-- Records for this task follows --

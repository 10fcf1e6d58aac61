//! The RPC-facing control service.
//!
//! `ControlService` is transport-agnostic: each method takes the (empty)
//! request message and returns the response message. The HTTP binding lives
//! in `handlers`.

use serde::{Deserialize, Serialize};
use std::sync::Arc;
use tracing::info;

use crate::registry::MetricsRegistry;
use crate::reset::{MetricsData, MetricsResetOp};
use crate::status::{FunctionStatus, StatusSnapshotBuilder};

/// Method paths, following the `/<Service>/<Method>` convention.
pub const GET_FUNCTION_STATUS_PATH: &str = "/InstanceControl/GetFunctionStatus";
pub const GET_AND_RESET_METRICS_PATH: &str = "/InstanceControl/GetAndResetMetrics";
pub const GET_METRICS_PATH: &str = "/InstanceControl/GetMetrics";
pub const RESET_METRICS_PATH: &str = "/InstanceControl/ResetMetrics";
pub const HEALTH_CHECK_PATH: &str = "/InstanceControl/HealthCheck";

/// Request and response message without fields.
#[derive(Debug, Clone, Copy, Default, Serialize, Deserialize, PartialEq, Eq)]
pub struct Empty {}

#[derive(Debug, Clone, Copy, Serialize, Deserialize, PartialEq, Eq)]
pub struct HealthCheckResult {
    pub success: bool,
}

/// Status and metrics operations for one function instance.
#[derive(Clone)]
pub struct ControlService {
    status: StatusSnapshotBuilder,
    metrics: MetricsResetOp,
}

impl ControlService {
    pub fn new(registry: Arc<MetricsRegistry>, instance_id: impl Into<String>) -> Self {
        Self {
            status: StatusSnapshotBuilder::new(registry.clone(), instance_id),
            metrics: MetricsResetOp::new(registry),
        }
    }

    pub fn get_function_status(&self, _request: Empty) -> FunctionStatus {
        info!("GetFunctionStatus called");
        self.status.build()
    }

    pub fn get_and_reset_metrics(&self, _request: Empty) -> MetricsData {
        info!("GetAndResetMetrics called");
        self.metrics.execute()
    }

    pub fn get_metrics(&self, _request: Empty) -> MetricsData {
        info!("GetMetrics called");
        self.metrics.peek()
    }

    pub fn reset_metrics(&self, _request: Empty) -> Empty {
        info!("ResetMetrics called");
        self.metrics.discard();
        Empty {}
    }

    /// Status snapshot for the Prometheus surface, without the RPC log line.
    pub fn status_snapshot(&self) -> FunctionStatus {
        self.status.build()
    }

    /// Answers as long as the instance is alive.
    pub fn health_check(&self, _request: Empty) -> HealthCheckResult {
        HealthCheckResult { success: true }
    }
}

-- Records for this task concluded --

_Try it_:
Work through the data and report how many of its lines hold the word "crate", giving only the figure.

_Written response_:
3